Disability Insurance Benefits (DIB) are available to those who have maintained a disability-insured status through Social Security at least through the date that their disability began. To gain disability-insured status, you have to have earned enough work credits. These work credits correspond to four “quarters of coverage” for each year.
"Quarters of Coverage" Explained
If you have at least 20 quarters of coverage in the past 10 years, then you have disability-insured status. Since there are four quarters in a year, the 20 quarters of coverage work out to 5 years of work. However, a quarter of coverage is not always tied to the four quarters of the year—instead, it’s typically equivalent to an amount of income adjusted annually based on a formula that Social Security uses.
In 2021, a quarter of coverage is $1,470. Therefore, you could earn the four quarters of coverage without having worked throughout the year. However, you will never earn more than four quarters of coverage in any year. And of course, only reported income with FICA payroll taxes withheld would apply toward earning work credits.

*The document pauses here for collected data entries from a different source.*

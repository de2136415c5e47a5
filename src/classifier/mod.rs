//! Line-level change classification
//!
//! Decides whether a changed line is meaningful code, a comment or blank,
//! and whether a path is documentation or a test. Everything here is a pure
//! function over its input with no shared state, so it is safe to call from
//! any number of threads.
//!
//! # Example
//!
//! ```
//! use gitvelocity::classifier::{classify, classify_patch, LineKind};
//!
//! assert_eq!(classify("   "), LineKind::Whitespace);
//! assert_eq!(classify("// TODO"), LineKind::Comment);
//! assert_eq!(classify("let x = 1;"), LineKind::Meaningful);
//!
//! let stats = classify_patch("@@ -1,3 +1,5 @@\n context\n+// comment\n+x := 5");
//! assert_eq!(stats.comment_additions, 1);
//! assert_eq!(stats.meaningful_additions, 1);
//! ```

mod files;
mod lines;
mod patch;

pub use files::{is_documentation_file, is_test_file};
pub use lines::{classify, is_commented_out_code, is_doc_comment, LineKind};
pub use patch::{classify_patch, ChangeSide, LineStats};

There are exceptions to the above. For instance, if you’re between ages 24 and 31, you may be covered if you have worked at least half of the time between age 21 and the time you became disabled. Furthermore, if you are an adult under age 24, you may be covered if you have 6 credits earned in the last 3 years. And there are separate rules for assessing whether a “statutorily blind” worker is insured (it’s normally easier to establish).
Maximize Your Benefits: Don't Delay Treatment and Diagnosis
It is not uncommon for someone to stop working for a variety of reasons and only think of applying for disability years later when their condition worsens. This can be problematic for anyone hoping to draw DIB based on their own work record. Especially where they might not have sought much treatment until later on, it can be difficult to document that their condition was severe enough when they stopped working to show that they were disabled then. Since disability-insured status is based on your status in the last ten years, this can unfortunately mean that by delaying action and trying to avoid drawing benefits that someone might initially see as “unnecessary,” the individual can create a scenario where they are no longer eligible for DIB and cannot clearly document that they were disabled as Social Security defines the term within the period in which they were eligible.
It’s easy to understand the inaction. What if you left work for a variety of reasons—perhaps you were no longer able to work or were rapidly approaching a point where you couldn’t work anymore but you specifically quit your job to help care for a family member for a while? It’s also difficult to admit that a disability has reached the point where you can no longer work anymore; it might seem more sensible and respectable to wait and see. However, that inaction can be very harmful to you, especially if you are ultimately unable to return to work. While a “disability” for purposes of Social Security has to at least be expected to last for 12 months, there is no requirement that it last forever. You could apply for and receive DIB for perhaps a few years while you pursue treatment and attempt to return to the workforce. Social Security even has rules related specifically to a trial work period so that people can later attempt to return to the workforce and drop back out if they’re not quite ready. Therefore, if you believe that you can no longer work, there are good reasons not to wait—especially for years and years—before applying for benefits. If you find yourself in this situation, it would be beneficial to speak with an agent at Social Security or to contact a representative at a law firm dealing with Social Security cases to determine what your best options are.
Finally, all the above relates to whether you have disability-insured status based on your own record. There are various ways in which an individual might draw disability benefits based off another worker’s record, including for a spouse, a divorced spouse, and children. There are specific rules for eligibility and limitations for each of these categories of individual who might be able to claim benefits based off another’s record. Then there is also Supplemental Security Income, available for people with little or no income and very little assets. But that’s outside the scope of today’s post!